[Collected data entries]
☆ ☆ ☆
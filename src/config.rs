//! Review configuration.
//!
//! Loaded from scenario files through serde or changed one option at a
//! time with [`ReviewConfig::set_option`], which accepts the same names as
//! the command line `--option name=value`.

use serde::{Deserialize, Serialize};
use thiserror::Error;

/// Default number of reasons one point may hold.
pub const DEFAULT_MAX_REASONS_PER_MOVE: usize = 120;

/// Default size of the shared reason table.
pub const DEFAULT_MAX_MOVE_REASONS: usize = 1000;

/// Errors from [`ReviewConfig::set_option`].
#[derive(Debug, Error, PartialEq, Eq)]
pub enum ConfigError {
    #[error("unknown option '{0}'")]
    UnknownOption(String),

    #[error("invalid value '{value}' for option '{name}'")]
    InvalidValue { name: String, value: String },
}

#[derive(Debug, Clone, PartialEq, Serialize, Deserialize)]
#[serde(default)]
pub struct ReviewConfig {
    /// Seed for the tie-break numbers drawn at every reset.
    pub seed: u64,
    /// Engine strength. Owl upgrades of reasons only run above 5.
    pub level: u32,
    /// Scoring mode: reinforcing moves inside own territory earn nothing.
    pub doing_scoring: bool,
    pub max_reasons_per_move: usize,
    pub max_move_reasons: usize,
}

impl Default for ReviewConfig {
    fn default() -> Self {
        ReviewConfig {
            seed: 0,
            level: 10,
            doing_scoring: false,
            max_reasons_per_move: DEFAULT_MAX_REASONS_PER_MOVE,
            max_move_reasons: DEFAULT_MAX_MOVE_REASONS,
        }
    }
}

impl ReviewConfig {
    /// Sets one option by name.
    pub fn set_option(&mut self, name: &str, value: &str) -> Result<(), ConfigError> {
        let invalid = || ConfigError::InvalidValue {
            name: name.to_string(),
            value: value.to_string(),
        };
        match name.to_ascii_lowercase().as_str() {
            "seed" => self.seed = value.parse().map_err(|_| invalid())?,
            "level" => self.level = value.parse().map_err(|_| invalid())?,
            "doing_scoring" | "scoring" => {
                self.doing_scoring = parse_bool(value).ok_or_else(invalid)?
            }
            "max_reasons_per_move" => {
                self.max_reasons_per_move = value.parse().map_err(|_| invalid())?
            }
            "max_move_reasons" => self.max_move_reasons = value.parse().map_err(|_| invalid())?,
            _ => return Err(ConfigError::UnknownOption(name.to_string())),
        }
        Ok(())
    }
}

fn parse_bool(value: &str) -> Option<bool> {
    match value.to_ascii_lowercase().as_str() {
        "true" | "1" | "yes" | "on" => Some(true),
        "false" | "0" | "no" | "off" => Some(false),
        _ => None,
    }
}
☆ ☆ ☆
REQUIRED ACTION: The answer should contain only the lines from the first line of the entries through the line holding "#[derive(Debug, Clone, PartialEq, Serialize, Deserialize)]", each exactly as written.

WRITTEN RESPONSE:
filename src/config.rs
//! Review configuration.
//!
//! Loaded from scenario files through serde or changed one option at a
//! time with [`ReviewConfig::set_option`], which accepts the same names as
//! the command line `--option name=value`.

use serde::{Deserialize, Serialize};
use thiserror::Error;

/// Default number of reasons one point may hold.
pub const DEFAULT_MAX_REASONS_PER_MOVE: usize = 120;

/// Default size of the shared reason table.
pub const DEFAULT_MAX_MOVE_REASONS: usize = 1000;

/// Errors from [`ReviewConfig::set_option`].
#[derive(Debug, Error, PartialEq, Eq)]
pub enum ConfigError {
    #[error("unknown option '{0}'")]
    UnknownOption(String),

    #[error("invalid value '{value}' for option '{name}'")]
    InvalidValue { name: String, value: String },
}

#[derive(Debug, Clone, PartialEq, Serialize, Deserialize)]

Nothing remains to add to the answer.